本発明は、試料に照射した一次電子線の反射電子に由来する二次電子を検出し、その二次電子の検出信号に基づき試料表面の観察画像を取得する走査電子顕微鏡、および、そのとき用いられる二次電子検出方法に関する。
走査電子顕微鏡(SEM:Scanning Electron Microscope)において、観察対象の試料に電子線を照射すると、試料表面からは二次電子が放出され、また、照射電子の一部が反射されて放出され、反射電子となる。このとき、二次電子のエネルギーは、高々50eV程度であるが、反射電子は、照射電子線のエネルギーと同程度のエネルギー(1keV〜20keV程度)を有している。

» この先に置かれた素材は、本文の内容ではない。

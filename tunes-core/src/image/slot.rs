use std::fmt;

/// Identity of a reusable display slot (a list row, a grid cell).
#[derive(Debug, Clone, Copy, PartialEq, Eq, Hash, PartialOrd, Ord)]
pub struct SlotId(pub u64);

impl fmt::Display for SlotId {
    fn fmt(&self, f: &mut fmt::Formatter<'_>) -> fmt::Result {
        write!(f, "slot#{}", self.0)
    }
}

/// Binding of a slot to one particular item.
///
/// A slot gets a fresh token (a higher generation) every time it is reused
/// for another item. Deliveries carrying an older generation are stale.
#[derive(Debug, Clone, Copy, PartialEq, Eq, Hash)]
pub struct SlotToken {
    slot: SlotId,
    generation: u64,
}

impl SlotToken {
    pub const fn new(slot: SlotId, generation: u64) -> Self {
        Self { slot, generation }
    }

    /// Initial binding of `slot`.
    pub const fn first(slot: SlotId) -> Self {
        Self::new(slot, 0)
    }

    /// Token for the next item shown in the same slot.
    #[must_use]
    pub const fn next(self) -> Self {
        Self::new(self.slot, self.generation.wrapping_add(1))
    }

    pub const fn slot(&self) -> SlotId {
        self.slot
    }

    pub const fn generation(&self) -> u64 {
        self.generation
    }

    /// True when `self` is a later binding of the same slot than `other`.
    pub fn supersedes(&self, other: &SlotToken) -> bool {
        self.slot == other.slot && self.generation > other.generation
    }
}

impl fmt::Display for SlotToken {
    fn fmt(&self, f: &mut fmt::Formatter<'_>) -> fmt::Result {
        write!(f, "{}@{}", self.slot, self.generation)
    }
}

#[cfg(test)]
mod tests {
    use super::*;

    #[test]
    fn reuse_produces_a_superseding_token() {
        let first = SlotToken::first(SlotId(7));
        let second = first.next();
        assert_eq!(second.slot(), SlotId(7));
        assert_eq!(second.generation(), 1);
        assert!(second.supersedes(&first));
        assert!(!first.supersedes(&second));
        assert!(!first.supersedes(&first));
    }

    #[test]
    fn tokens_of_other_slots_never_supersede() {
        let a = SlotToken::new(SlotId(1), 5);
        let b = SlotToken::new(SlotId(2), 9);
        assert!(!b.supersedes(&a));
        assert_eq!(b.to_string(), "slot#2@9");
    }
}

試料表面で発生する反射電子は、その反射角度(試料表面となす角度)によって、反射電子が有する情報が異なることが知られている。一般に、試料表面に対して高角度(垂直に近い角度:例えば、80〜90度)をなす反射電子は、試料表面部の物質の組成情報を含み、試料表面に対して低角度(例えば、80度未満の角度)をなす反射電子は、試料表面の凹凸情報を含んでいる。
そこで、一部の走査電子顕微鏡では、高角度の反射電子と低角度の反射角を弁別して検出することが行われている。その場合、反射電子の反射角の弁別は、セミインレンズ型やインレンズ型の対物レンズでは比較的容易に実現できるが、アウトレンズ型の対物レンズでは、原理的には可能ではあるものの、実際には様々な問題点がある。

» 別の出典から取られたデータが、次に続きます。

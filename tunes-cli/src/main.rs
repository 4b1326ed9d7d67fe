mod cli;
mod commands;

use anyhow::Result;
use clap::Parser;
use tracing::warn;
use tracing_subscriber::{layer::SubscriberExt, util::SubscriberInitExt};
use tunes_config::ConfigLoader;

use cli::{Cli, Command};
use commands::App;

#[tokio::main]
async fn main() -> Result<()> {
    // Logs go to stderr so `--json` output stays clean.
    tracing_subscriber::registry()
        .with(
            tracing_subscriber::EnvFilter::try_from_default_env()
                .unwrap_or_else(|_| "info".into()),
        )
        .with(tracing_subscriber::fmt::layer().with_writer(std::io::stderr))
        .init();

    let cli = Cli::parse();

    let mut loader = ConfigLoader::new();
    if let Some(path) = &cli.config {
        loader = loader.with_config_path(path);
    }
    let load = loader.load()?;
    for warning in &load.warnings.items {
        match &warning.hint {
            Some(hint) => warn!(hint = %hint, "{}", warning.message),
            None => warn!("{}", warning.message),
        }
    }

    let app = App::new(load.config)?;
    match cli.command {
        Command::Search {
            term,
            media,
            limit,
            json,
        } => app.search(&term, media, limit, json).await,
        Command::Artist { id, entity, limit } => {
            app.artist(id, entity, limit).await
        }
        Command::Artwork { term, media, limit } => {
            app.artwork(&term, media, limit).await
        }
    }
}
//! Search and artist-profile flows on top of the request pipeline.

use std::time::Duration;

use tracing::debug;
use tunes_model::{
    AmgArtistId, ArtistId, CatalogItem, ItemKind, LookupResults, MediaKind,
    SearchResults,
};

use crate::api::endpoint::{ApiEndpoint, CATALOG_BASE_URL};
use crate::api::pipeline::{DEFAULT_REQUEST_TIMEOUT, RequestPipeline};
use crate::error::Outcome;

/// Related works shown next to an artist.
pub const DEFAULT_RELATED_WORKS_LIMIT: u32 = 5;

#[derive(Debug, Clone, PartialEq, Eq)]
pub struct CatalogSettings {
    pub base_url: String,
    pub request_timeout: Duration,
    pub related_works_limit: u32,
}

impl Default for CatalogSettings {
    fn default() -> Self {
        Self {
            base_url: CATALOG_BASE_URL.to_string(),
            request_timeout: DEFAULT_REQUEST_TIMEOUT,
            related_works_limit: DEFAULT_RELATED_WORKS_LIMIT,
        }
    }
}

/// Artist details plus a short list of their recent works.
#[derive(Debug, Clone, PartialEq, Default)]
pub struct ArtistProfile {
    /// `None` when the artist lookup came back empty.
    pub artist: Option<CatalogItem>,
    pub works: Vec<CatalogItem>,
}

#[derive(Debug, Clone)]
pub struct CatalogClient {
    pipeline: RequestPipeline,
    settings: CatalogSettings,
}

impl CatalogClient {
    pub fn new(pipeline: RequestPipeline, settings: CatalogSettings) -> Self {
        Self { pipeline, settings }
    }

    pub fn settings(&self) -> &CatalogSettings {
        &self.settings
    }

    fn endpoint<R>(&self, endpoint: ApiEndpoint<R>) -> ApiEndpoint<R> {
        endpoint.with_base_url(self.settings.base_url.as_str())
    }

    pub async fn search(
        &self,
        term: &str,
        media: MediaKind,
        limit: u32,
    ) -> Outcome<Vec<CatalogItem>> {
        let endpoint =
            self.endpoint(ApiEndpoint::<SearchResults>::search(term, media, limit));
        let page = self
            .pipeline
            .execute(&endpoint, self.settings.request_timeout)
            .await?;
        Ok(page.results)
    }

    /// First record of an artist lookup.
    pub async fn artist_info(
        &self,
        id: ArtistId,
    ) -> Outcome<Option<CatalogItem>> {
        let endpoint =
            self.endpoint(ApiEndpoint::<LookupResults>::lookup_artist_info(id));
        let page = self
            .pipeline
            .execute(&endpoint, self.settings.request_timeout)
            .await?;
        Ok(page.results.into_iter().next())
    }

    /// Recent works of an artist, at most `limit` of them.
    ///
    /// The catalog does not always honour `limit`, so the list is cut down
    /// after the fetch as well.
    pub async fn artist_works(
        &self,
        id: ArtistId,
        amg_id: Option<AmgArtistId>,
        entity: Option<ItemKind>,
        limit: u32,
    ) -> Outcome<Vec<CatalogItem>> {
        let endpoint = self.endpoint(
            ApiEndpoint::<LookupResults>::lookup_artist_works(
                id, amg_id, entity, limit,
            ),
        );
        let page = self
            .pipeline
            .execute(&endpoint, self.settings.request_timeout)
            .await?;
        Ok(truncate_results(page.results, limit))
    }

    /// Resolves the artist behind `item` and their recent works.
    ///
    /// Returns `Ok(None)` when `item` names no artist at all. Works are
    /// looked up by the artist's AMG id when the artist lookup reports one,
    /// and restricted to the same kind as `item`.
    pub async fn artist_profile(
        &self,
        item: &CatalogItem,
    ) -> Outcome<Option<ArtistProfile>> {
        let Some(artist_ref) = item.artist_ref() else {
            debug!(title = item.display_title(), "item carries no artist reference");
            return Ok(None);
        };
        let id = artist_ref.lookup_id();

        let artist = self.artist_info(id).await?;
        let amg_id = artist.as_ref().and_then(|artist| artist.amg_artist_id);
        let works = self
            .artist_works(id, amg_id, item.kind, self.settings.related_works_limit)
            .await?;

        Ok(Some(ArtistProfile { artist, works }))
    }
}

fn truncate_results(mut results: Vec<CatalogItem>, limit: u32) -> Vec<CatalogItem> {
    let limit = usize::try_from(limit).unwrap_or(usize::MAX);
    if results.len() > limit {
        debug!(received = results.len(), limit, "truncating oversized result list");
        results.truncate(limit);
    }
    results
}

例えば、セミインレンズ型の対物レンズでは、試料表面で発生した二次電子や反射電子は、対物レンズの漏れ磁場によって集束され、対物レンズ内に引き込まれる。この場合、二次電子は、そのまま対物レンズ上方に設置された二次電子検出器によって検出される。また、反射電子は、対物レンズ内に設置された制御電極によって二次電子に変換され、対物レンズ上方の二次電子検出器によって検出される。ここで、二次電子と、反射電子から変換された二次電子と、を選択的に検出する場合は、反射電子と二次電子のエネルギーの違いを利用し、前記の制御電極に正または負の電圧を印加することによって、いずれか一方の二次電子を検出することができる。

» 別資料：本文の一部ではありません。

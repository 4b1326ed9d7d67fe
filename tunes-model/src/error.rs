use std::fmt::{self, Display};

/// Errors produced by model parsers and validation routines.
#[derive(Debug, Clone, PartialEq, Eq)]
pub enum ModelError {
    UnknownMediaKind(String),
    UnknownItemKind(String),
    InvalidId(String),
}

impl Display for ModelError {
    fn fmt(&self, f: &mut fmt::Formatter<'_>) -> fmt::Result {
        match self {
            ModelError::UnknownMediaKind(raw) => {
                write!(f, "unknown media kind: {raw}")
            }
            ModelError::UnknownItemKind(raw) => {
                write!(f, "unknown item kind: {raw}")
            }
            ModelError::InvalidId(raw) => write!(f, "invalid id: {raw}"),
        }
    }
}

impl std::error::Error for ModelError {}

pub type Result<T> = std::result::Result<T, ModelError>;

さらに、セミインレンズ型の対物レンズでは、反射電子が放出される角度の違いのために生じる異なる軌道上に、それぞれ制御電極および二次電子検出器を設置することで、反射電子の角度弁別を行うことができる。また、インレンズ型の対物レンズにおいても、同様の原理で反射電子の角度弁別を行うことができる。
一方、アウトレンズ型の対物レンズでは、二次電子や低角度の反射電子を対物レンズ内に吸い上げることができないので、一般には、対物レンズの下に反射電子検出器を設置して、反射電子を直接検出することが行われている。
例えば、特許文献1には、対物レンズと試料との間に、その中心に開口部(照射電子線を通過させるための開口部)を有する円板状の半導体検出器を設けるとともに、その半導体検出器のすぐ下側に、大きさを変えることが可能な開口部を有する反射電子遮蔽用の可変絞り体を設け、可変絞り体の大きさを変えたときの反射電子の検出量の違いから、半導体検出器に入射する特定の角度の反射電子の量を算出する例が開示されている。
また、特許文献2には、対物レンズと試料との間に、シンチレータ方式の反射電子検出器を設け、さらに、シンチレータ検出面に反射電子制限用の絞り板を設け、絞り板の大きさと形状を変えることにより、高角度の反射電子と低角度の反射電子を弁別する例が開示されている。
また、特許文献3には、対物レンズよりも電子源側に、二次電子変換板、反射電子開き角制限絞り、二次電子検出器などを設置し、反射電子を検出することで試料表面の凹凸量を測定する技術が開示されている。
特開2008−153090号公報 特開2002−042711号公報 特開2003−157790号公報
しかしながら、例えば、特許文献1〜3に示されているような構造を有する対物レンズにおいて、高角度の反射電子と低角度の反射電子とを弁別しようとすると、それぞれ次のような問題がある。
例えば、特許文献1の例の場合、半導体検出器の特性上、低加速の反射電子では極めて小さな検出信号しか得られないので、低加速の反射電子の検出には適していない。また、試料表面に対して低角度の反射電子を検出しようとすると、半導体検出器の形状を大きくする必要があり、物理的な制限やコストの面で実用的でなかった。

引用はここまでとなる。